Operation Statement Pattern Trigger Codepath
INSERT-only INSERT INTO src SELECT ... FROM generate_series(1, N) TG_OP = 'INSERT': writes new_* columns only
UPDATE-only UPDATE src SET value = value + 1 WHERE id IN (SELECT id FROM src ORDER BY random() LIMIT N) TG_OP = 'UPDATE': writes both new_* and old_* columns (widest buffer row)
DELETE-only DELETE FROM src WHERE id IN (SELECT id FROM src ORDER BY random() LIMIT N) TG_OP = 'DELETE': writes old_* columns only
Mixed 70/15/15 UPDATE 70%, DELETE 15%, INSERT 15% (same split as refresh benchmarks) Representative production workload

For UPDATE and DELETE cycles, the table is pre-populated with 100K rows so there are always enough rows to operate on. After DELETE cycles, rows are re-inserted to maintain pool size.


4. Implementation

4.1. File: tests/e2e_trigger_overhead_tests.rs

New test file following the established E2E pattern:

//! CDC Trigger write-side overhead benchmarks.
//!
//! Measures the per-row cost of the AFTER trigger on source tables
//! by comparing DML throughput with and without triggers installed.
//!
//! These tests are `#[ignore]`d. Run explicitly:
//!
//! ```bash
//! cargo test --test e2e_trigger_overhead_tests -- --ignored --nocapture
//! ```
//!
//! Prerequisites: `./tests/build_e2e_image.sh`

mod e2e;
use e2e::E2eDb;
use std::time::Instant;

4.2. Configuration Constants

/// Rows per DML batch per cycle.
const BATCH_SIZE: usize = 10_000;

/// Number of measured cycles per combination.
const CYCLES: usize = 10;

/// Warm-up cycles discarded before measurement.
const WARMUP_CYCLES: usize = 2;

/// Pre-populated rows for UPDATE/DELETE workloads.
const PRE_POPULATE: usize = 100_000;

4.3. Core Helper: time_dml_batch()

/// Execute a DML workload and return per-row timing.
///
/// Returns (avg_us_per_row, p95_us_per_row, ops_per_sec, raw_cycle_times_ms).
async fn time_dml_batch(
    db: &E2eDb,
    dml_stmts: &[String],
    batch_size: usize,
    cycles: usize,
    warmup_cycles: usize,
) -> (f64, f64, f64, Vec<f64>) {
    let mut times_ms = Vec::with_capacity(cycles);

    for cycle in 0..(warmup_cycles + cycles) {
        let start = Instant::now();
        for stmt in dml_stmts {
            db.execute(stmt).await;
        }
        let elapsed_ms = start.elapsed().as_secs_f64() * 1000.0;

        if cycle >= warmup_cycles {
            times_ms.push(elapsed_ms);
        }
    }

    let avg_ms = times_ms.iter().sum::<f64>() / times_ms.len() as f64;
    let avg_us_per_row = (avg_ms * 1000.0) / batch_size as f64;
    let ops_per_sec = batch_size as f64 / (avg_ms / 1000.0);

    let mut sorted = times_ms.clone();
    sorted.sort_by(|a, b| a.partial_cmp(b).unwrap());
    let p95_ms = percentile(&sorted, 95.0);
    let p95_us_per_row = (p95_ms * 1000.0) / batch_size as f64;

    (avg_us_per_row, p95_us_per_row, ops_per_sec, times_ms)
}

4.4. Core Helper: time_dml_batch_with_cleanup()
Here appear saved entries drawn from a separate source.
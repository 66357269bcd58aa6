//! Container and image cleanup
//!
//! Every container a chain created is deleted, then every image it holds
//! (including the base image) is removed. Image removal failures are
//! expected, since deleting a container may already have taken an image
//! with it, and are ignored.

use tracing::{debug, info, warn};

use crate::container::chain::ContainerChain;
use crate::container::engine::ContainerEngine;
use crate::error::{Result, RunnerError};

pub struct ResourceReaper;

impl ResourceReaper {
    pub fn new() -> Self {
        Self
    }

    /// Removes everything the chain created and marks it reaped
    ///
    /// Container deletion failures are collected and returned once all
    /// deletions have been attempted.
    pub async fn cleanup(&self, chain: &mut ContainerChain) -> Result<()> {
        let (containers, images) = chain.take_resources();
        let engine = chain.engine();
        reap(engine.as_ref(), &containers, &images).await
    }
}

impl Default for ResourceReaper {
    fn default() -> Self {
        Self::new()
    }
}

pub(crate) async fn reap(
    engine: &dyn ContainerEngine,
    containers: &[String],
    images: &[String],
) -> Result<()> {
    info!(
        "Cleaning up {} container(s) and {} image(s)",
        containers.len(),
        images.len()
    );

    let mut failures = Vec::new();
    for container in containers {
        match engine.remove_container(container).await {
            Ok(()) => debug!("Container {} removed", container),
            Err(e) => {
                warn!("Failed to remove container {}: {}", container, e);
                failures.push(format!("{}: {}", container, e));
            }
        }
    }

    for image in images {
        if let Err(e) = engine.remove_image(image).await {
            debug!("Ignoring failure to remove image {}: {}", image, e);
        }
    }

    if failures.is_empty() {
        Ok(())
    } else {
        Err(RunnerError::Cleanup(failures))
    }
}

#[cfg(test)]
mod tests {
    use super::*;
    use crate::container::testing::FakeEngine;
    use std::sync::Arc;

    async fn chain_with_two_of_each(engine: &Arc<FakeEngine>) -> ContainerChain {
        let base = engine.build_image(std::path::Path::new("/src")).await.unwrap();
        let mut chain = ContainerChain::new(engine.clone(), base);
        for _ in 0..2 {
            let id = engine
                .create_container(chain.head(), &["true".to_string()])
                .await
                .unwrap();
            chain.track_container(id.clone());
            let image = engine.commit_container(&id).await.unwrap();
            chain.push_image(image);
        }
        chain
    }

    #[tokio::test]
    async fn test_cleanup_removes_everything() {
        let engine = Arc::new(FakeEngine::new());
        let mut chain = chain_with_two_of_each(&engine).await;
        assert_eq!(engine.live_containers().len(), 2);
        assert_eq!(engine.live_images().len(), 3);

        ResourceReaper::new().cleanup(&mut chain).await.unwrap();

        assert!(engine.live_containers().is_empty());
        assert!(engine.live_images().is_empty());
        assert!(chain.is_reaped());
    }

    #[tokio::test]
    async fn test_image_removal_errors_are_swallowed() {
        let engine = Arc::new(FakeEngine::new());
        let mut chain = chain_with_two_of_each(&engine).await;
        // the engine already dropped an image on its own
        let head = chain.head().to_string();
        engine.remove_image(&head).await.unwrap();

        assert!(ResourceReaper::new().cleanup(&mut chain).await.is_ok());
        assert!(engine.live_images().is_empty());
    }

    #[tokio::test]
    async fn test_container_removal_errors_are_reported() {
        let engine = Arc::new(FakeEngine::new().failing_container_removal());
        let mut chain = chain_with_two_of_each(&engine).await;

        let err = ResourceReaper::new().cleanup(&mut chain).await.unwrap_err();

        assert!(matches!(err, RunnerError::Cleanup(ref failed) if failed.len() == 2));
        // images are still attempted
        assert!(engine.live_images().is_empty());
        assert!(chain.is_reaped());
    }

    #[tokio::test]
    async fn test_dropped_chain_is_reaped_in_background() {
        let engine = Arc::new(FakeEngine::new());
        let chain = chain_with_two_of_each(&engine).await;

        drop(chain);
        tokio::time::sleep(std::time::Duration::from_millis(50)).await;

        assert!(engine.live_containers().is_empty());
        assert!(engine.live_images().is_empty());
    }
}
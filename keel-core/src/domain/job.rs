//! Job domain types

use serde::{Deserialize, Serialize};
use std::time::Duration;
use thiserror::Error;

/// Errors raised when a job description is not runnable
#[derive(Debug, Clone, PartialEq, Eq, Error)]
pub enum JobError {
    #[error("job {0} has an empty repository url")]
    MissingRepository(u64),

    #[error("job {0} has an empty target reference")]
    MissingRef(u64),

    #[error("job {0} has a zero timeout")]
    ZeroTimeout(u64),
}

/// A single CI job
///
/// Immutable description of the work. Run state (lifecycle, trace) lives
/// in the runner for the duration of one execution.
#[derive(Debug, Clone, PartialEq, Eq, Serialize, Deserialize)]
pub struct Job {
    pub id: u64,
    pub project_id: u64,
    pub repo_url: String,
    #[serde(rename = "ref")]
    pub git_ref: String,
    #[serde(default)]
    pub ref_name: Option<String>,
    #[serde(default)]
    pub before_sha: Option<String>,
    #[serde(default)]
    pub commands: Vec<String>,
    #[serde(default)]
    pub opts: JobOptions,
    /// Timeout override in seconds
    #[serde(default)]
    pub timeout: Option<u64>,
}

/// Per-job execution options
#[derive(Debug, Clone, Copy, Default, PartialEq, Eq, Serialize, Deserialize)]
pub struct JobOptions {
    /// Run user commands inside a container image chain instead of on the host
    #[serde(default)]
    pub use_docker: bool,

    /// Reuse an existing checkout via `git fetch` instead of a fresh clone
    #[serde(default)]
    pub allow_git_fetch: bool,
}

impl Job {
    /// Creates a bare-mode job with no options set
    pub fn new(
        id: u64,
        project_id: u64,
        repo_url: impl Into<String>,
        git_ref: impl Into<String>,
        commands: Vec<String>,
    ) -> Self {
        Self {
            id,
            project_id,
            repo_url: repo_url.into(),
            git_ref: git_ref.into(),
            ref_name: None,
            before_sha: None,
            commands,
            opts: JobOptions::default(),
            timeout: None,
        }
    }

    pub fn with_docker(mut self) -> Self {
        self.opts.use_docker = true;
        self
    }

    pub fn with_git_fetch(mut self) -> Self {
        self.opts.allow_git_fetch = true;
        self
    }

    pub fn with_timeout(mut self, timeout: Duration) -> Self {
        self.timeout = Some(timeout.as_secs());
        self
    }

    /// Effective timeout, falling back to the runner default
    pub fn timeout_or(&self, default: Duration) -> Duration {
        self.timeout.map(Duration::from_secs).unwrap_or(default)
    }

    /// Name of the directory the project is checked out into
    pub fn project_dir_name(&self) -> String {
        format!("project-{}", self.project_id)
    }

    /// Checks that the job can be run at all
    pub fn validate(&self) -> Result<(), JobError> {
        if self.repo_url.trim().is_empty() {
            return Err(JobError::MissingRepository(self.id));
        }
        if self.git_ref.trim().is_empty() {
            return Err(JobError::MissingRef(self.id));
        }
        if self.timeout == Some(0) {
            return Err(JobError::ZeroTimeout(self.id));
        }
        Ok(())
    }
}

#[cfg(test)]
mod tests {
    use super::*;

    fn sample() -> Job {
        Job::new(9312, 7, "https://example.com/repo.git", "2e008a7", vec!["make".into()])
    }

    #[test]
    fn test_deserialize_job_record() {
        let job: Job = serde_json::from_value(serde_json::json!({
            "id": 9313,
            "project_id": 1,
            "repo_url": "https://example.com/coderunner",
            "ref": "11e6cc68",
            "ref_name": "master",
            "commands": ["echo hello world"],
            "opts": { "use_docker": true }
        }))
        .unwrap();

        assert_eq!(job.git_ref, "11e6cc68");
        assert_eq!(job.ref_name.as_deref(), Some("master"));
        assert!(job.opts.use_docker);
        assert!(!job.opts.allow_git_fetch);
        assert_eq!(job.before_sha, None);
        assert_eq!(job.timeout, None);
    }

    #[test]
    fn test_timeout_override() {
        let default = Duration::from_secs(7200);
        assert_eq!(sample().timeout_or(default), default);

        let job = sample().with_timeout(Duration::from_secs(30));
        assert_eq!(job.timeout_or(default), Duration::from_secs(30));
    }

    #[test]
    fn test_validate() {
        assert!(sample().validate().is_ok());

        let mut job = sample();
        job.repo_url = " ".to_string();
        assert_eq!(job.validate(), Err(JobError::MissingRepository(9312)));

        let mut job = sample();
        job.git_ref = String::new();
        assert_eq!(job.validate(), Err(JobError::MissingRef(9312)));

        let mut job = sample();
        job.timeout = Some(0);
        assert_eq!(job.validate(), Err(JobError::ZeroTimeout(9312)));
    }

    #[test]
    fn test_project_dir_name() {
        assert_eq!(sample().project_dir_name(), "project-7");
    }
}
Variant that TRUNCATEs the change buffer between cycles to isolate per-row trigger cost:

/// Like time_dml_batch but TRUNCATEs change buffer after each cycle.
async fn time_dml_batch_with_cleanup(
    db: &E2eDb,
    dml_stmts: &[String],
    batch_size: usize,
    cycles: usize,
    warmup_cycles: usize,
    truncate_stmt: &str,
) -> (f64, f64, f64, Vec<f64>) {
    let mut times_ms = Vec::with_capacity(cycles);

    for cycle in 0..(warmup_cycles + cycles) {
        let start = Instant::now();
        for stmt in dml_stmts {
            db.execute(stmt).await;
        }
        let elapsed_ms = start.elapsed().as_secs_f64() * 1000.0;

        // Cleanup outside measurement window
        db.execute(truncate_stmt).await;

        if cycle >= warmup_cycles {
            times_ms.push(elapsed_ms);
        }
    }

    // ... same statistics computation as time_dml_batch
}

4.5. Core Helper: bench_trigger_overhead()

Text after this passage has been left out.